The first series of Corona satellites were the Keyhole 1 (KH-1) satellites based on the Agena-A upper stage, which not only offered housing but whose engine provided attitude control in orbit. The KH-1 payload included the C (for Corona) single, vertical-looking, panoramic camera that scanned back and forth, exposing its film at a right angle to the line of flight. The camera, built by Fairchild Camera and Instrument with a f/5.0 aperture and 61 cm focal length, had a ground resolution of 12.9 m. Film was returned from orbit by a single General Electric Satellite Return Vehicle (SRV) constructed by General Electric. The SRV was equipped with an onboard small solid-fuel retro motor to deorbit at the end of the mission. Recovery of the capsule was done in mid-air by a specially equipped aircraft.
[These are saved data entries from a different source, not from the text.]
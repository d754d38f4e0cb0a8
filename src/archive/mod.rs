use anyhow::{Context, Result, bail};
use flate2::read::GzDecoder;
use log::debug;
use std::io::Read;
use std::path::{Component, Path, PathBuf};

use crate::runtime::Runtime;

/// Unpacks a downloaded package archive into its install directory.
#[cfg_attr(test, mockall::automock)]
pub trait Extractor: Send + Sync {
    /// Extract the archive bytes into `extract_to`.
    fn extract(&self, archive: &[u8], extract_to: &Path) -> Result<()>;
}

/// Gzip tarball extractor.
///
/// Repository tarballs wrap their content in a single top-level directory
/// (`owner-repo-sha/`); it is stripped so files land directly in `extract_to`.
pub struct TarGzExtractor<R: Runtime> {
    runtime: R,
}

impl<R: Runtime> TarGzExtractor<R> {
    pub fn new(runtime: R) -> Self {
        Self { runtime }
    }
}

impl<R: Runtime> Extractor for TarGzExtractor<R> {
    #[tracing::instrument(skip(self, archive))]
    fn extract(&self, archive: &[u8], extract_to: &Path) -> Result<()> {
        let mut tar = tar::Archive::new(GzDecoder::new(archive));
        self.runtime.create_dir_all(extract_to)?;

        for entry in tar.entries().context("Failed to read archive")? {
            let mut entry = entry.context("Failed to read archive entry")?;
            let path = entry.path().context("Invalid path in archive")?.into_owned();

            let Some(relative) = strip_top_level(&path)? else {
                continue;
            };
            let target = extract_to.join(&relative);
            let kind = entry.header().entry_type();

            if kind.is_dir() {
                self.runtime.create_dir_all(&target)?;
            } else if kind.is_file() {
                if let Some(parent) = target.parent() {
                    self.runtime.create_dir_all(parent)?;
                }
                let mut contents = Vec::new();
                entry
                    .read_to_end(&mut contents)
                    .with_context(|| format!("Failed to read {} from archive", path.display()))?;
                self.runtime.write(&target, &contents)?;
            } else {
                debug!("Skipping {:?} entry {}", kind, path.display());
            }
        }

        Ok(())
    }
}

/// Drops the archive's top-level directory. Returns `None` for the directory itself.
fn strip_top_level(path: &Path) -> Result<Option<PathBuf>> {
    let mut components = path
        .components()
        .filter(|c| !matches!(c, Component::CurDir));
    components.next();

    let mut relative = PathBuf::new();
    for component in components {
        match component {
            Component::Normal(part) => relative.push(part),
            _ => bail!("Archive entry escapes the install directory: {}", path.display()),
        }
    }

    Ok(if relative.as_os_str().is_empty() {
        None
    } else {
        Some(relative)
    })
}
use anyhow::Result;
use std::io::Write;

use crate::{
    archive::TarGzExtractor,
    installer::{Installer, PackageInstaller},
    package::JsonManifestStore,
    registry::BowerRegistry,
    runtime::Runtime,
};

use super::config::{ConfigOverrides, InstallConfig, github_token, http_client};

mod orchestrator;
mod reporter;
mod request;

pub use orchestrator::{InstallOutcome, run};
pub use reporter::report;
pub use request::InstallRequest;

/// `install [--save] [package[#version]]`; returns the process exit status.
#[tracing::instrument(skip(runtime, overrides))]
pub async fn install<R: Runtime + Clone + 'static>(
    runtime: R,
    specifier: Option<&str>,
    save: bool,
    overrides: ConfigOverrides,
) -> Result<i32> {
    let request = InstallRequest::new(specifier, save);
    let config = InstallConfig::new(&runtime, overrides, request.saves_to_manifest())?;

    let registry = BowerRegistry::new(http_client()?, &config.registry_url, &config.api_url)
        .with_token(github_token(&runtime));
    let manifest = JsonManifestStore::new(runtime.clone(), config.manifest_path());
    let extractor = TarGzExtractor::new(runtime.clone());
    let installer = Installer::new(runtime, registry, manifest, extractor, config);

    let mut out = std::io::stdout();
    execute(&request, &installer, &mut out).await
}

/// Runs the request and, when it fails, reports the failure.
pub async fn execute<I, W>(request: &InstallRequest, installer: &I, out: &mut W) -> Result<i32>
where
    I: PackageInstaller + ?Sized,
    W: Write,
{
    match run(request, installer, out).await? {
        InstallOutcome::Success => Ok(0),
        InstallOutcome::Failure(failure) => {
            report(&failure, request.target(), installer, out).await
        }
    }
}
The Discoverer program began with a series of three test flights whose satellites carried no cameras, all launched in the first half of 1959. There followed eight operational Discoverer satellites, all of them partial or complete failures, though Discoverer 11, launched 15 April 1960, carried a new vacuum-resistant film and was the first mission on which the onboard camera worked properly. Discoverer 11 failed on reentry, caused by the explosion of its spin motor. Though Discoverer 12, a diagnostic flight to determine the causes of the various issues plaguing the program, was lost shortly after launch on 29 June 1960, the identical Discoverer 13 functioned perfectly during its 10–11 August mission. With Discoverer 14, operational missions would resume.

==Spacecraft==

The battery-powered satellite was of similar configuration to prior Discoverers, being housed in an Agena-A stage and composed of a satellite bus and SRV equipped with the C camera. It massed 810 kg Discoverer 14 carried 9.1 kg of film, half the full carrying capacity, but more than the 7.3 kg carried by Discoverer 11. The satellite also carried a Transit on Discoverer (TOD) payload designed to test orbital tracking techniques for the Transit navigational satellite program.

==Mission==

Launched into a polar orbit by a Thor-Agena A booster on 18 August 1960 at 19:55:00 GMT from Vandenberg LC 75-3-4 by a Thor DM-21 Agena-A rocket, Discoverer 14 was incorrectly positioned at first and on the verge of tumbling during its first few orbits. Halfway through the scheduled flight period, the satellite stabilized, allowing normal operations. On 19 August 1960, over Alaska on the 17th pass around the Earth, Discoverer 14 ejected the SRV with its film roll fully used. Retrorockets attached to the SRV fired to slow it for the return from orbit. Its parachute was sighted 360 mi southwest of Honolulu by the crew of a US Air Force C-119 recovery aircraft ("Pelican 9"), piloted by Captain Harold E. Mitchell, from the 6593rd Test Squadron based at Hickam Air Force Base, Hawaii. The SRV was recovered in midair by the aircraft on its third pass, the first successful recovery of film from an orbiting satellite and the first aerial recovery of an object returning from Earth orbit. For this feat, Captain Mitchell was awarded the Distinguished Flying Cross and his crew all received Air Medals.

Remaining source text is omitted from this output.